The FCC’s Wireless Telecommunications Bureau struck another blow against specialized mobile radio station owner Marc Sobel when it opposed his Revised Request for Inquiry and Investigation that is pending with the Federal Communications Commission.
Sobel is asking the FCC to initiate a full investigation into the circumstances surrounding a decision made by a bureau administrative law judge that revoked his licenses, denied scheduled hearings on others and dismissed his pending finder’s preference applications.Administrative law judge John Frysiak ruled that a business agreement between Sobel and James Kay Jr. essentially transferred control of 800 MHz licenses from Sobel to Kay. The FCC must approve such license transfer. The judge also concluded that Sobel had misled and deceived the commission regarding Kay’s involvement with the stations.
Sobel’s attorney, Robert Keller, argues that Sobel was singled out for harassment and harsh treatment by the bureau because of his friendship with Kay. Kay is involved in his own battle with the FCC over the take back of his Part 90 frequencies. Keller argues the bureau violated Sobel’s rights and believes he has presented evidence to prove the bureau revoked Sobel’s licenses in bad faith and without sufficient grounds.

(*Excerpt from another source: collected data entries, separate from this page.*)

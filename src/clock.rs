use chrono::{DateTime, TimeDelta, Utc};
use std::sync::{Arc, Mutex, PoisonError};
use std::time::Duration;

pub trait Clock: Send + Sync + std::fmt::Debug {
    fn now(&self) -> DateTime<Utc>;
}

#[derive(Debug, Clone, Copy, Default)]
pub struct SystemClock;

impl Clock for SystemClock {
    fn now(&self) -> DateTime<Utc> {
        Utc::now()
    }
}

// clones share the same instant
#[derive(Debug, Clone)]
pub struct ManualClock {
    now: Arc<Mutex<DateTime<Utc>>>,
}

impl ManualClock {
    pub fn new(start: DateTime<Utc>) -> Self {
        Self { now: Arc::new(Mutex::new(start)) }
    }

    pub fn advance(&self, by: Duration) {
        let mut now = self.now.lock().unwrap_or_else(PoisonError::into_inner);
        *now = after(*now, by);
    }
}

impl Default for ManualClock {
    fn default() -> Self {
        Self::new(Utc::now())
    }
}

impl Clock for ManualClock {
    fn now(&self) -> DateTime<Utc> {
        *self.now.lock().unwrap_or_else(PoisonError::into_inner)
    }
}

pub(crate) fn after(at: DateTime<Utc>, by: Duration) -> DateTime<Utc> {
    TimeDelta::from_std(by)
        .ok()
        .and_then(|delta| at.checked_add_signed(delta))
        .unwrap_or(DateTime::<Utc>::MAX_UTC)
}
use axum::http::StatusCode;
use axum::response::IntoResponse;
use prometheus::{Encoder, TextEncoder};

pub async fn metrics_handler() -> impl IntoResponse {
    let encoder = TextEncoder::new();
    let metric_families = prometheus::gather();
    let mut buffer = Vec::new();
    if let Err(e) = encoder.encode(&metric_families, &mut buffer) {
        return (StatusCode::INTERNAL_SERVER_ERROR, e.to_string());
    }
    match String::from_utf8(buffer) {
        Ok(text) => (StatusCode::OK, text),
        Err(e) => (StatusCode::INTERNAL_SERVER_ERROR, e.to_string()),
    }
}
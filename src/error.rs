use axum::Json;
use axum::http::StatusCode;
use axum::response::{IntoResponse, Response};
use thiserror::Error;

use crate::budget::BudgetError;
use crate::models::ErrorBody;
use crate::rate_limit::Policy;

#[derive(Debug, Error)]
pub enum GatewayError {
    #[error("too many {policy} requests, try again later")]
    RateLimited { policy: Policy },
    #[error("provider call budget exhausted: {0}")]
    Budget(#[from] BudgetError),
    #[error("{0}")]
    BadRequest(String),
    #[error("{0} is disabled: no Kakao REST API key is configured")]
    Disabled(&'static str),
    #[error("{message}")]
    Provider { status: StatusCode, message: String },
    #[error("invalid response from {source_name}: {reason}")]
    InvalidResponse { source_name: &'static str, reason: String },
    #[error("request to {target} failed: {source}")]
    Transport {
        target: &'static str,
        #[source]
        source: reqwest::Error,
    },
}

impl GatewayError {
    pub fn status(&self) -> StatusCode {
        match self {
            Self::RateLimited { .. } | Self::Budget(_) => StatusCode::TOO_MANY_REQUESTS,
            Self::BadRequest(_) => StatusCode::BAD_REQUEST,
            Self::Disabled(_) | Self::Transport { .. } => StatusCode::SERVICE_UNAVAILABLE,
            Self::Provider { status, .. } => *status,
            Self::InvalidResponse { .. } => StatusCode::BAD_GATEWAY,
        }
    }
}

impl IntoResponse for GatewayError {
    fn into_response(self) -> Response {
        let status = self.status();
        if status.is_server_error() {
            tracing::error!(error = %self, "request failed");
        }
        (status, Json(ErrorBody { message: self.to_string() })).into_response()
    }
}
use axum::http::StatusCode;
use reqwest::Url;
use serde_json::{Value, json};
use tracing::{error, info};

use crate::directions::Route;
use crate::error::GatewayError;
use crate::models::NearbyQuery;

const TARGET: &str = "kakao";
// culture facilities
const CATEGORY_CODE: &str = "CT1";
const PAGE_SIZE: u64 = 15;
const MAX_PAGES: u64 = 3;

#[derive(Debug, Clone)]
pub struct KakaoClient {
    client: reqwest::Client,
    api_key: String,
    mobility_url: String,
    local_url: String,
}

impl KakaoClient {
    pub fn new(
        client: reqwest::Client,
        api_key: impl Into<String>,
        mobility_url: impl Into<String>,
        local_url: impl Into<String>,
    ) -> Self {
        Self {
            client,
            api_key: api_key.into(),
            mobility_url: mobility_url.into(),
            local_url: local_url.into(),
        }
    }

    pub async fn directions(&self, route: &Route) -> Result<Value, GatewayError> {
        let mut params = vec![
            ("priority", "RECOMMEND".to_string()),
            ("car_fuel", "GASOLINE".to_string()),
            ("car_hipass", "false".to_string()),
            ("origin", route.origin.lng_lat()),
            ("destination", route.destination.lng_lat()),
        ];
        if !route.waypoints.is_empty() {
            let waypoints: Vec<String> = route.waypoints.iter().map(|wp| wp.lng_lat()).collect();
            params.push(("waypoints", waypoints.join("|")));
        }

        let url = parse_url(&self.mobility_url, &params)?;
        self.get_json(url).await
    }

    // merges up to three result pages
    pub async fn nearby_culture_places(&self, query: &NearbyQuery) -> Result<Value, GatewayError> {
        let first = self.category_page(query, 1).await?;
        let meta = first.get("meta").cloned().unwrap_or(Value::Null);
        let total_count = meta.get("total_count").and_then(Value::as_u64).unwrap_or(0);
        let pageable_count = meta.get("pageable_count").and_then(Value::as_u64).unwrap_or(0);
        let is_end = meta.get("is_end").and_then(Value::as_bool).unwrap_or(true);
        info!(total_count, pageable_count, is_end, "nearby culture places first page");

        if is_end || pageable_count <= PAGE_SIZE {
            return Ok(first);
        }

        let mut documents = documents_of(&first);
        let max_pages = MAX_PAGES.min(pageable_count.div_ceil(PAGE_SIZE));
        for page in 2..=max_pages {
            let next = self.category_page(query, page).await?;
            documents.extend(documents_of(&next));
            let last = next
                .get("meta")
                .and_then(|m| m.get("is_end"))
                .and_then(Value::as_bool)
                .unwrap_or(true);
            if last {
                break;
            }
        }

        info!(count = documents.len(), "nearby culture places merged");
        Ok(json!({
            "meta": {
                "total_count": total_count,
                "pageable_count": pageable_count,
                "is_end": true,
            },
            "documents": documents,
        }))
    }

    async fn category_page(&self, query: &NearbyQuery, page: u64) -> Result<Value, GatewayError> {
        let params = [
            ("category_group_code", CATEGORY_CODE.to_string()),
            ("x", format!("{:.15}", query.lng)),
            ("y", format!("{:.15}", query.lat)),
            ("radius", query.radius.to_string()),
            ("size", PAGE_SIZE.to_string()),
            ("page", page.to_string()),
        ];
        let url = parse_url(&format!("{}/category.json", self.local_url), &params)?;
        self.get_json(url).await
    }

    async fn get_json(&self, url: Url) -> Result<Value, GatewayError> {
        let response = self
            .client
            .get(url)
            .header("Authorization", format!("KakaoAK {}", self.api_key))
            .send()
            .await
            .map_err(|source| GatewayError::Transport { target: TARGET, source })?;

        let status = response.status();
        if !status.is_success() {
            let body = response.text().await.unwrap_or_default();
            return Err(provider_error(status, &body));
        }

        response.json::<Value>().await.map_err(|e| GatewayError::InvalidResponse {
            source_name: TARGET,
            reason: e.to_string(),
        })
    }
}

fn parse_url(base: &str, params: &[(&str, String)]) -> Result<Url, GatewayError> {
    Url::parse_with_params(base, params).map_err(|e| GatewayError::Provider {
        status: StatusCode::INTERNAL_SERVER_ERROR,
        message: format!("invalid provider url {base}: {e}"),
    })
}

fn documents_of(page: &Value) -> Vec<Value> {
    page.get("documents").and_then(Value::as_array).cloned().unwrap_or_default()
}

pub fn provider_error(status: StatusCode, body: &str) -> GatewayError {
    match status {
        StatusCode::UNAUTHORIZED | StatusCode::FORBIDDEN if body.contains("ip mismatched") => {
            GatewayError::Provider {
                status: StatusCode::FORBIDDEN,
                message: "register the server IP in the Kakao API whitelist".into(),
            }
        }
        StatusCode::UNAUTHORIZED | StatusCode::FORBIDDEN => GatewayError::Provider {
            status: StatusCode::UNAUTHORIZED,
            message: "check the Kakao API key and its permissions".into(),
        },
        StatusCode::TOO_MANY_REQUESTS => GatewayError::Provider {
            status: StatusCode::TOO_MANY_REQUESTS,
            message: "Kakao API rate limit exceeded".into(),
        },
        other => {
            error!(status = %other, body, "kakao call failed");
            GatewayError::Provider { status: other, message: format!("provider call failed: {other}") }
        }
    }
}
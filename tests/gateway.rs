use axum::body::{Body, to_bytes};
use axum::extract::{Query, State};
use axum::http::{HeaderMap, Method, Request, StatusCode};
use axum::routing::{get, post};
use axum::{Json, Router};
use clap::Parser;
use serde_json::{Value, json};
use std::collections::HashMap;
use std::sync::{Arc, Mutex};
use std::sync::atomic::{AtomicUsize, Ordering};
use std::time::Duration;
use tokio::net::TcpListener;
use tower::ServiceExt;

use culturemap_gateway::clock::ManualClock;
use culturemap_gateway::config::Args;
use culturemap_gateway::handlers::router;
use culturemap_gateway::maintenance;
use culturemap_gateway::metrics::{CACHE_HITS, REQUEST_LATENCY};
use culturemap_gateway::models::{ApiUsage, DirectionsResponse};
use culturemap_gateway::rate_limit::Policy;
use culturemap_gateway::state::AppState;

#[derive(Clone, Default)]
struct Backend {
    place_calls: Arc<AtomicUsize>,
    login_calls: Arc<AtomicUsize>,
    directions_calls: Arc<AtomicUsize>,
    category_calls: Arc<AtomicUsize>,
    kakao_auth: Arc<Mutex<Vec<String>>>,
}

async fn login(State(backend): State<Backend>, Json(body): Json<Value>) -> (StatusCode, Json<Value>) {
    backend.login_calls.fetch_add(1, Ordering::SeqCst);
    if body["password"] == "correct" {
        (StatusCode::OK, Json(json!({"accessToken": "token"})))
    } else {
        (StatusCode::UNAUTHORIZED, Json(json!({"message": "bad credentials"})))
    }
}

async fn search(
    State(backend): State<Backend>,
    Query(params): Query<HashMap<String, String>>,
) -> Json<Value> {
    backend.place_calls.fetch_add(1, Ordering::SeqCst);
    let keyword = params.get("keyword").cloned().unwrap_or_default();
    Json(json!([{"name": format!("{keyword} hall")}]))
}

async fn popular(State(backend): State<Backend>) -> Json<Value> {
    backend.place_calls.fetch_add(1, Ordering::SeqCst);
    Json(json!([{"name": "National Museum"}, {"name": "Arts Center"}]))
}

async fn mobility(State(backend): State<Backend>) -> Json<Value> {
    backend.directions_calls.fetch_add(1, Ordering::SeqCst);
    Json(json!({
        "routes": [{
            "summary": {"distance": 1200, "duration": 300},
            "sections": [{"roads": [{"vertexes": [126.97, 37.56, 126.98, 37.55]}]}]
        }]
    }))
}

// radius 500 has two pages of results, any other radius more than three
async fn category(
    State(backend): State<Backend>,
    headers: HeaderMap,
    Query(params): Query<HashMap<String, String>>,
) -> Json<Value> {
    backend.category_calls.fetch_add(1, Ordering::SeqCst);
    if let Some(auth) = headers.get("authorization").and_then(|v| v.to_str().ok()) {
        backend.kakao_auth.lock().unwrap().push(auth.to_string());
    }

    let page: u64 = params.get("page").and_then(|p| p.parse().ok()).unwrap_or(1);
    let pageable: u64 = if params.get("radius").map(String::as_str) == Some("500") { 20 } else { 60 };
    let start = (page - 1) * 15;
    let end = (page * 15).min(pageable);
    let documents: Vec<Value> =
        (start..end).map(|i| json!({"place_name": format!("hall {i}"), "category_group_code": "CT1"})).collect();
    Json(json!({
        "meta": {"total_count": pageable + 5, "pageable_count": pageable, "is_end": end >= pageable},
        "documents": documents,
    }))
}

async fn spawn_backend(backend: Backend) -> String {
    let app = Router::new()
        .route("/api/auth/login", post(login))
        .route("/api/places", get(search))
        .route("/api/places/popular", get(popular))
        .route("/v1/directions", get(mobility))
        .route("/category.json", get(category))
        .with_state(backend);
    let listener = TcpListener::bind("127.0.0.1:0").await.unwrap();
    let addr = listener.local_addr().unwrap();
    tokio::spawn(async move {
        axum::serve(listener, app).await.unwrap();
    });
    format!("http://{addr}")
}

struct Harness {
    app: Router,
    state: Arc<AppState>,
    clock: ManualClock,
    backend: Backend,
}

async fn harness(extra: &[&str]) -> Harness {
    let backend = Backend::default();
    let base = spawn_backend(backend.clone()).await;
    let mobility_url = format!("{base}/v1/directions");
    let mut argv = vec![
        "culturemap-gateway",
        "--kakao-mobility-url",
        mobility_url.as_str(),
        "--kakao-local-url",
        base.as_str(),
    ];
    if !extra.contains(&"--upstream") {
        argv.extend_from_slice(&["--upstream", base.as_str()]);
    }
    // keep a KAKAO_REST_API_KEY from the environment out of the tests
    if !extra.contains(&"--kakao-rest-api-key") {
        argv.extend_from_slice(&["--kakao-rest-api-key", ""]);
    }
    argv.extend_from_slice(extra);
    let args = Args::parse_from(argv);

    let clock = ManualClock::default();
    let state = Arc::new(AppState::new(&args, Arc::new(clock.clone())));
    Harness { app: router(state.clone()), state, clock, backend }
}

async fn send(app: &Router, request: Request<Body>) -> (StatusCode, Value) {
    let response = app.clone().oneshot(request).await.unwrap();
    let status = response.status();
    let bytes = to_bytes(response.into_body(), usize::MAX).await.unwrap();
    let body = if bytes.is_empty() { Value::Null } else { serde_json::from_slice(&bytes).unwrap() };
    (status, body)
}

fn login_request(ip: &str, email: &str, password: &str) -> Request<Body> {
    Request::builder()
        .method(Method::POST)
        .uri("/api/auth/login")
        .header("content-type", "application/json")
        .header("x-forwarded-for", ip)
        .body(Body::from(json!({"email": email, "password": password}).to_string()))
        .unwrap()
}

fn get_request(uri: &str, user_id: Option<u64>) -> Request<Body> {
    let mut builder = Request::builder().uri(uri).header("x-forwarded-for", "203.0.113.9");
    if let Some(id) = user_id {
        builder = builder.header("x-user-id", id.to_string());
    }
    builder.body(Body::empty()).unwrap()
}

fn directions_request(dest_lat: f64) -> Request<Body> {
    let body = json!({
        "originLat": 37.5665, "originLng": 126.9780,
        "destLat": dest_lat, "destLng": 126.9882
    });
    Request::builder()
        .method(Method::POST)
        .uri("/api/directions")
        .header("content-type", "application/json")
        .body(Body::from(body.to_string()))
        .unwrap()
}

“Marc Sobel’s `Revised Request for Inquiry and Investigation’ is nothing more than a transparent attempt to delay the resolution of the issues in this proceeding and to distract the commission from the pertinent issues of unauthorized transfer of control and misrepresentation/lack of candor by Sobel,” wrote the bureau. “While Sobel attempts to paint a picture of misconduct and unfair treatment by the bureau, his picture misstates or ignores pertinent facts and simply ignores applicable case law.”
The bureau is urging the FCC to “expeditiously and thoroughly” review Sobel’s hearing record. The bureau said it believes that after such a review, the commission will conclude that Sobel is not qualified to be a licensee.
The administrative law judge’s initial decision was based on testimony given by both Sobel and Kay regarding a management agreement between the two that had Kay performing all the financial and administrative duties regarding Sobel’s licenses and Sobel being paid by the hour to maintain the facilities.